----- RECORDS FOR THIS TASK -----

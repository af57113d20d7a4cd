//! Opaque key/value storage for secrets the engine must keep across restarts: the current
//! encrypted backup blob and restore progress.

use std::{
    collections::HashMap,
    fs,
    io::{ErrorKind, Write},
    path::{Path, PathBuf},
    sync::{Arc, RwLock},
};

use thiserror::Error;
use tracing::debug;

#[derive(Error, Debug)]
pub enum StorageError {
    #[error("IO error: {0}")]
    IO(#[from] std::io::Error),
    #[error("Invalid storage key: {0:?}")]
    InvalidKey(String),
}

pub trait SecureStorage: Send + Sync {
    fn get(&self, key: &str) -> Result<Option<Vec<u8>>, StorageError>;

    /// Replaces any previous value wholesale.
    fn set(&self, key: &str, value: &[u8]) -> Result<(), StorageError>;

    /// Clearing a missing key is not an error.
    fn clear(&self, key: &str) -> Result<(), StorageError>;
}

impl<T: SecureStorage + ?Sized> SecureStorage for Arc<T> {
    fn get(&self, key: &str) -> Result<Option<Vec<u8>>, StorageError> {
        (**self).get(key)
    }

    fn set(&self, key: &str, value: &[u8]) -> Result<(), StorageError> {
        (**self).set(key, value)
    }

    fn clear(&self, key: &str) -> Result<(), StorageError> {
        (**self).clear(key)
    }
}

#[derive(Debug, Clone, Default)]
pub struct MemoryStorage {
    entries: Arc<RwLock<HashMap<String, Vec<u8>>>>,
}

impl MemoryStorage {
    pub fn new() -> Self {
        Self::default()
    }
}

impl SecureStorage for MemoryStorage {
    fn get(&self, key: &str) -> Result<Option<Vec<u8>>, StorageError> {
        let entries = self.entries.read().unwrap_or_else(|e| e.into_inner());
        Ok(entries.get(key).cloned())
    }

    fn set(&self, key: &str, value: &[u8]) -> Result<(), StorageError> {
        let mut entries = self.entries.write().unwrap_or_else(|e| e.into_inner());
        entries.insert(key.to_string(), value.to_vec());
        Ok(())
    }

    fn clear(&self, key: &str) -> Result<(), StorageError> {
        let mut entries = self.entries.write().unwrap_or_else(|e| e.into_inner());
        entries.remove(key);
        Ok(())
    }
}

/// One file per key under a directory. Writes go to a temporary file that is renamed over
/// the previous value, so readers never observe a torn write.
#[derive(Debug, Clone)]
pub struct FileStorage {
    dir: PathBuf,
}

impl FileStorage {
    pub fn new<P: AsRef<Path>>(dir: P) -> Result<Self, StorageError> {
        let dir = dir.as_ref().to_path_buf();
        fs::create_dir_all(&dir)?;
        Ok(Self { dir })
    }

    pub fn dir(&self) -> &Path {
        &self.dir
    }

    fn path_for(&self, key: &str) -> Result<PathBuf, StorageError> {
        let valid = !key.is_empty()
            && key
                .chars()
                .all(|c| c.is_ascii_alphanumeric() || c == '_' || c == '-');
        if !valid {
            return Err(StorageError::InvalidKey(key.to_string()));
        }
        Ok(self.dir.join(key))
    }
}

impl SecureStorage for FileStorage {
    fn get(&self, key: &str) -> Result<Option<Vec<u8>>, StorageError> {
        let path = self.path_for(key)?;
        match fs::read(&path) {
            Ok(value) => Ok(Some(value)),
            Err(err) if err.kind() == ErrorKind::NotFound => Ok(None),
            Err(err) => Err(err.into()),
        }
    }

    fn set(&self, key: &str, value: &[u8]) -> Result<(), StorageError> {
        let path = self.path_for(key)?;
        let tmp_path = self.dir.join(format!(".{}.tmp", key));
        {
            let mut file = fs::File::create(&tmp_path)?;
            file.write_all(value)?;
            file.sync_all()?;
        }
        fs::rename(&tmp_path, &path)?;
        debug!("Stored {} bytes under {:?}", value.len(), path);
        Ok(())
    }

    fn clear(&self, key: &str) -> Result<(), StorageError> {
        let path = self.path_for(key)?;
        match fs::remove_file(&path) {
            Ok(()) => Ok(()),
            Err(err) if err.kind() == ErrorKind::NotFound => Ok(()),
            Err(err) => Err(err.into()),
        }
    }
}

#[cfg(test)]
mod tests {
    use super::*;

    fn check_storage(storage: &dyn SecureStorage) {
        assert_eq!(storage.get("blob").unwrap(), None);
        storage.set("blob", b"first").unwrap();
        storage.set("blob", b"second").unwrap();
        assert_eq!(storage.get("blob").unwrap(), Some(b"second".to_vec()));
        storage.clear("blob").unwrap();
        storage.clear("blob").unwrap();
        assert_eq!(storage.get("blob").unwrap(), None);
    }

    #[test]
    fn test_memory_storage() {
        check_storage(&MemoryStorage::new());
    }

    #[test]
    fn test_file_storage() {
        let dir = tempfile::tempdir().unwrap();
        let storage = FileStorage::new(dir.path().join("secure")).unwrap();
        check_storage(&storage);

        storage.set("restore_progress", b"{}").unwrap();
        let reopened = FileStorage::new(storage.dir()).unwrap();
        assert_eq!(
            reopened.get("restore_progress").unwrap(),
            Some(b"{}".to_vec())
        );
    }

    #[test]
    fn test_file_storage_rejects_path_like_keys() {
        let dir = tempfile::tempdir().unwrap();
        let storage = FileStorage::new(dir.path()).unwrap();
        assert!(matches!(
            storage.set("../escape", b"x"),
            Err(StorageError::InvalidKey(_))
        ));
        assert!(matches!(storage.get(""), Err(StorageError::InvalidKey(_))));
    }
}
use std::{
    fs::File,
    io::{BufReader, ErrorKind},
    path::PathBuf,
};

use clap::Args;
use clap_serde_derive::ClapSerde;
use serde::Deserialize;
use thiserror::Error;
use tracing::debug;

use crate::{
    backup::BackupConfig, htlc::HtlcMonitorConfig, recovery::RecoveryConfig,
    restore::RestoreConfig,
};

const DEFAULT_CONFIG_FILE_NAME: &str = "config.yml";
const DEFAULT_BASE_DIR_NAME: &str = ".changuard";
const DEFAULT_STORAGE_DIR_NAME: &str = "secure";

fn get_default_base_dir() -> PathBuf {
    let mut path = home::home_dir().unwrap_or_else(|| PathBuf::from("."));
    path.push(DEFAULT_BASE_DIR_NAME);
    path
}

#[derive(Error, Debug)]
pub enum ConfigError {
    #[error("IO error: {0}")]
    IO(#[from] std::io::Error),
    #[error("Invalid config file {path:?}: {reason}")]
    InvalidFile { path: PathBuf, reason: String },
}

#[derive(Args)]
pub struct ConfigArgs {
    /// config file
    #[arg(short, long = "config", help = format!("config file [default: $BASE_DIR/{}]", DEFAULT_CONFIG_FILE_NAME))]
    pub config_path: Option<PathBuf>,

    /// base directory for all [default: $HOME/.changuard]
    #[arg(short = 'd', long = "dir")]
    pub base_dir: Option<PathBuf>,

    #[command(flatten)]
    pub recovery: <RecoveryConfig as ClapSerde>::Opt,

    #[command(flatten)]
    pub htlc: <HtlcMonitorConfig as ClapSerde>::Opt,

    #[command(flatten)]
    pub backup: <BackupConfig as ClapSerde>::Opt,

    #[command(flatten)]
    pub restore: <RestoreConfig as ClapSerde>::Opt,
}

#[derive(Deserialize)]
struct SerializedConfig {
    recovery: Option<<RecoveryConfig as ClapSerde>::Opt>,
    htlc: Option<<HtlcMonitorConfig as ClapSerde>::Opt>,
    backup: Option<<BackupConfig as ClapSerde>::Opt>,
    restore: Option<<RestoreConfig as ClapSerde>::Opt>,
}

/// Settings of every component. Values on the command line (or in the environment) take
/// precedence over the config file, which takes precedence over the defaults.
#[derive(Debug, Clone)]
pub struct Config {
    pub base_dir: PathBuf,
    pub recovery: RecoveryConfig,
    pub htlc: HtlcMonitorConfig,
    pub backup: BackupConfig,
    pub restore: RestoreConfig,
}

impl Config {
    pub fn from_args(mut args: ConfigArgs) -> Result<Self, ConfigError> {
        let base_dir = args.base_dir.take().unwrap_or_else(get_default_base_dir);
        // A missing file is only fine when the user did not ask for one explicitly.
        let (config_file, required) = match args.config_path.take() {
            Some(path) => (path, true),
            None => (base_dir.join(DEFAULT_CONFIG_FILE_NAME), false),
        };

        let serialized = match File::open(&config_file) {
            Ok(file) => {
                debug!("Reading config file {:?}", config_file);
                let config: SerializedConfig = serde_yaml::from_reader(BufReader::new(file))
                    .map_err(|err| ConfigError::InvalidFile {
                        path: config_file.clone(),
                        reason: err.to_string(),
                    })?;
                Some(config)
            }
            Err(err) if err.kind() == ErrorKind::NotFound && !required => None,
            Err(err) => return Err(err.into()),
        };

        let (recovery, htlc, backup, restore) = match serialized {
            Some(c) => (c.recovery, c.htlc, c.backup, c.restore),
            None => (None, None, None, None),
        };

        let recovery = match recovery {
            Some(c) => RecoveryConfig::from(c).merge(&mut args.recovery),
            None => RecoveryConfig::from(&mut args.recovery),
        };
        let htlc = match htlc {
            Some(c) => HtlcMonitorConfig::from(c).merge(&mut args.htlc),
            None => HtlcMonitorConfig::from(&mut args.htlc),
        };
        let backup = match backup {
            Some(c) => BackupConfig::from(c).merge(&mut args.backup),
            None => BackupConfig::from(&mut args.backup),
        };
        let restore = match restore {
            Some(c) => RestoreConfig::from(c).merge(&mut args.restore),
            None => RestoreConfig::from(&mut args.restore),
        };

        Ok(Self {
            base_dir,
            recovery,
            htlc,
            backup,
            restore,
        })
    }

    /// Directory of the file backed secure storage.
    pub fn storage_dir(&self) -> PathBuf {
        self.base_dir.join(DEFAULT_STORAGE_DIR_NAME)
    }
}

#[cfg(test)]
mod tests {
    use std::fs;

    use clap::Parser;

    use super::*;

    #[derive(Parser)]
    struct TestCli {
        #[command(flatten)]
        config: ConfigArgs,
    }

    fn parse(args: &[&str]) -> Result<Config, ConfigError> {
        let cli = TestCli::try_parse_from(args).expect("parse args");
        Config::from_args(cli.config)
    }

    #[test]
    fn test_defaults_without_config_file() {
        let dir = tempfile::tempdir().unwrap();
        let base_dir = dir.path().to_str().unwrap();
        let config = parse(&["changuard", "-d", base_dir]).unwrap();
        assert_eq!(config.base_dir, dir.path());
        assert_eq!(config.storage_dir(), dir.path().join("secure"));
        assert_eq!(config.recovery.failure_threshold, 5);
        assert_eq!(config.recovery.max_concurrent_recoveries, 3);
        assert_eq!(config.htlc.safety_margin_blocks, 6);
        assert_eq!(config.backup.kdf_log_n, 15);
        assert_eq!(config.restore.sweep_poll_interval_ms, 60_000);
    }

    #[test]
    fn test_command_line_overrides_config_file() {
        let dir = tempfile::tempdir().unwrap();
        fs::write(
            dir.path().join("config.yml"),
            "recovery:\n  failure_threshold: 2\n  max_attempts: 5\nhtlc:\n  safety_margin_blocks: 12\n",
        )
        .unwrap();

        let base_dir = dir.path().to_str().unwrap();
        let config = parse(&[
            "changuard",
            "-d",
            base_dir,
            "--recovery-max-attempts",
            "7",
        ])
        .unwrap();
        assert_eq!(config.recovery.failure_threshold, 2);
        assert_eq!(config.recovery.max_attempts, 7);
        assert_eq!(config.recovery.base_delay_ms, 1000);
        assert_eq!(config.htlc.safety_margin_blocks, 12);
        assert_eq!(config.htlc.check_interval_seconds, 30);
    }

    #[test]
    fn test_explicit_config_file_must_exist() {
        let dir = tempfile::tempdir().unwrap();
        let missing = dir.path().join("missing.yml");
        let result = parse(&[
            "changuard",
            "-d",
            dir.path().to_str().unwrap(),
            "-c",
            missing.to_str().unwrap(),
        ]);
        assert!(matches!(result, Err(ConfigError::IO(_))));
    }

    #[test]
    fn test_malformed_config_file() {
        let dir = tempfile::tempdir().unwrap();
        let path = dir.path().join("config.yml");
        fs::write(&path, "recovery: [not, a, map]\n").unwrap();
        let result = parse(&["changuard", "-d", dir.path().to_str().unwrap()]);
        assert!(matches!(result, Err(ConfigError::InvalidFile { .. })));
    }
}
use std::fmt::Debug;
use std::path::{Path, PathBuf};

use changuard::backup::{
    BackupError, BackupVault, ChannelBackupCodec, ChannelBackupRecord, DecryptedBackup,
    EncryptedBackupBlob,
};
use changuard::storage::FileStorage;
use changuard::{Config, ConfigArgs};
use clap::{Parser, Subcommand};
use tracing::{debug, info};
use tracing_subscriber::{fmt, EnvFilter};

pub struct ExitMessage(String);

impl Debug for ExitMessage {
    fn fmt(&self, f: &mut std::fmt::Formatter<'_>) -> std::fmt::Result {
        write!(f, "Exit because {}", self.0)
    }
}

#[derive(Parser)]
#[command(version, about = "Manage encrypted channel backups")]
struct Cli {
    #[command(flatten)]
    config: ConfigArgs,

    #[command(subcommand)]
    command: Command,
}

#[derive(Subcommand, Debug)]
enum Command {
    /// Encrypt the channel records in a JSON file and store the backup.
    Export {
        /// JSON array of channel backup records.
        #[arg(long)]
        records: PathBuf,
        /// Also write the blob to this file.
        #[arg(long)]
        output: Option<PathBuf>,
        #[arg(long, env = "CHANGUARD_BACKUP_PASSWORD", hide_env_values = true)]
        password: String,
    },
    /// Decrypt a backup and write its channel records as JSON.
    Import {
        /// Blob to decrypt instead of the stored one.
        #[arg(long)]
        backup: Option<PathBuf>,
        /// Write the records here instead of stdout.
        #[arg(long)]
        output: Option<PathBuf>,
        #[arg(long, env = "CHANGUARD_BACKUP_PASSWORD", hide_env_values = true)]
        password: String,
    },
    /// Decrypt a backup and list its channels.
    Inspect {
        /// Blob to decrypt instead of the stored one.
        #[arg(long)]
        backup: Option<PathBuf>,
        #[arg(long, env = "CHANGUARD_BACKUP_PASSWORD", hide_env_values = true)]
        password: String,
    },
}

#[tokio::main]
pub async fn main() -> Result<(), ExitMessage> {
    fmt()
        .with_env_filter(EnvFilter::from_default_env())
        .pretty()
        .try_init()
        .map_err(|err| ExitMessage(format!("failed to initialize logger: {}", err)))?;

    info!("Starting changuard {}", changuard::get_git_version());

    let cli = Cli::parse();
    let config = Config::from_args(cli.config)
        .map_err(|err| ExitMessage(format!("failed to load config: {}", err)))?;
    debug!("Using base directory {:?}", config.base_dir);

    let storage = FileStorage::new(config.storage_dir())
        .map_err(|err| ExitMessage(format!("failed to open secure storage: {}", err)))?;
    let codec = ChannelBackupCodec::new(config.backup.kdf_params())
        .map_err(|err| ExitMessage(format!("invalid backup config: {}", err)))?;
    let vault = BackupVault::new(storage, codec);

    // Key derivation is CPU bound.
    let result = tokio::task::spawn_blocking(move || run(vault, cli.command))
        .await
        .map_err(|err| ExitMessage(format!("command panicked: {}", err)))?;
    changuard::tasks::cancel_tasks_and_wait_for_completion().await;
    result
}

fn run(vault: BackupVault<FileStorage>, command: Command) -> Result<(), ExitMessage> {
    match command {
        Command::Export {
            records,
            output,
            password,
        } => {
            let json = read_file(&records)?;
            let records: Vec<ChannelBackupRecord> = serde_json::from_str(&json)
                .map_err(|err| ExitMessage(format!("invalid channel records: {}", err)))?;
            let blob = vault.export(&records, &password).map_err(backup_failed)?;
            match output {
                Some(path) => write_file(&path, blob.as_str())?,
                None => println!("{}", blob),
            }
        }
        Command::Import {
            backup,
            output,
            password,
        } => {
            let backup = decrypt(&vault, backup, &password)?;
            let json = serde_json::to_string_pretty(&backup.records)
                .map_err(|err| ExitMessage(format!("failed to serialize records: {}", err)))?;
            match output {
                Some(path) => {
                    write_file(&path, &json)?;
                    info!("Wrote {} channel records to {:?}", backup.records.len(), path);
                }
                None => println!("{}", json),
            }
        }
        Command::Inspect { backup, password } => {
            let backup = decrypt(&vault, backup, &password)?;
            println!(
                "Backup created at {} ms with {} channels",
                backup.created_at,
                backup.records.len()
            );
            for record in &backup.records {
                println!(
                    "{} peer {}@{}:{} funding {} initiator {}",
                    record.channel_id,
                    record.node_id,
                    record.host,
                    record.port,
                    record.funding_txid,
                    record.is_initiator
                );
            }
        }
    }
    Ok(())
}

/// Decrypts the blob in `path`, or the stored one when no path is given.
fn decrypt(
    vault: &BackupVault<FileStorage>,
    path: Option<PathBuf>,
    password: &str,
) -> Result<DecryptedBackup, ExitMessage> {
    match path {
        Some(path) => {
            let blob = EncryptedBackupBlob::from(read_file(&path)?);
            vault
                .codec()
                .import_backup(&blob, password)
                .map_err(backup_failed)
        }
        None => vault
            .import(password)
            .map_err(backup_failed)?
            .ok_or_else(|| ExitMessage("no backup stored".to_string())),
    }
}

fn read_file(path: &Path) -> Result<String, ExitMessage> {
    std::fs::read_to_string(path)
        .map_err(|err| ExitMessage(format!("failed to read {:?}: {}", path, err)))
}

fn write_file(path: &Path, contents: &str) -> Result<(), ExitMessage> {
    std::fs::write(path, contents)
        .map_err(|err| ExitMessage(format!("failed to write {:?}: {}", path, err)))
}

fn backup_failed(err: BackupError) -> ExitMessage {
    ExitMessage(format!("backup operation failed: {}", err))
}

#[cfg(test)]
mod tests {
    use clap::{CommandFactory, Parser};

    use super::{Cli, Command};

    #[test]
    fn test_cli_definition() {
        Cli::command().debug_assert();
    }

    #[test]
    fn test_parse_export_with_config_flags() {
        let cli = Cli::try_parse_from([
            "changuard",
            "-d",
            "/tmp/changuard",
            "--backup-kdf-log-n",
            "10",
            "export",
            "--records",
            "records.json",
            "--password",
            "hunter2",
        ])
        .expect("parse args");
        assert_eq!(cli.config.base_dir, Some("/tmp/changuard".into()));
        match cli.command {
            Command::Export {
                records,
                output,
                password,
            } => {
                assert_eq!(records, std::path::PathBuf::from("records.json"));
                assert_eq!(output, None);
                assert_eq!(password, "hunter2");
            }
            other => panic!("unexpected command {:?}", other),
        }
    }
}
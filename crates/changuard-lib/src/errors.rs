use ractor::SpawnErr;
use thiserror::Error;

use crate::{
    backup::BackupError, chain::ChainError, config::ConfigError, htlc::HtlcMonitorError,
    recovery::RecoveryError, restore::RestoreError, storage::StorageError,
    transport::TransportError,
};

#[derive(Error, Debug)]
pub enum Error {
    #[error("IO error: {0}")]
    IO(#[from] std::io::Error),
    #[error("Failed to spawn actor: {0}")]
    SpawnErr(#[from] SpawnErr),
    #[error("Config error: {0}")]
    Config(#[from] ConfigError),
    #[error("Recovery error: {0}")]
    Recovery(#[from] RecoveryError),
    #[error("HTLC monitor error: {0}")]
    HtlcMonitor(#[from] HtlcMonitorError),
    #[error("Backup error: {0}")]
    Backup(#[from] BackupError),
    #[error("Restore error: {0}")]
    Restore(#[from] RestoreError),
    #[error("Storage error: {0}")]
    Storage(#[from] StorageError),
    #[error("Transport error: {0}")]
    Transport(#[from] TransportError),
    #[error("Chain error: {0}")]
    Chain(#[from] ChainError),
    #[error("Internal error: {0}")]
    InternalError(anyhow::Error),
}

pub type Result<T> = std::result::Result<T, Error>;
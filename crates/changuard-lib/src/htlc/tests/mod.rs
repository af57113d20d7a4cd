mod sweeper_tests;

-----

◆ TASK
Only the last part of the entries above is needed: please copy the line with "pub enum Error" and each line after it exactly.

◆ RESPONSE TO THE EXERCISE
pub enum Error {
    #[error("IO error: {0}")]
    IO(#[from] std::io::Error),
    #[error("Failed to spawn actor: {0}")]
    SpawnErr(#[from] SpawnErr),
    #[error("Config error: {0}")]
    Config(#[from] ConfigError),
    #[error("Recovery error: {0}")]
    Recovery(#[from] RecoveryError),
    #[error("HTLC monitor error: {0}")]
    HtlcMonitor(#[from] HtlcMonitorError),
    #[error("Backup error: {0}")]
    Backup(#[from] BackupError),
    #[error("Restore error: {0}")]
    Restore(#[from] RestoreError),
    #[error("Storage error: {0}")]
    Storage(#[from] StorageError),
    #[error("Transport error: {0}")]
    Transport(#[from] TransportError),
    #[error("Chain error: {0}")]
    Chain(#[from] ChainError),
    #[error("Internal error: {0}")]
    InternalError(anyhow::Error),
}

pub type Result<T> = std::result::Result<T, Error>;
filename crates/changuard-lib/src/htlc/tests/mod.rs
repository af57113d20d7a4cd
mod sweeper_tests;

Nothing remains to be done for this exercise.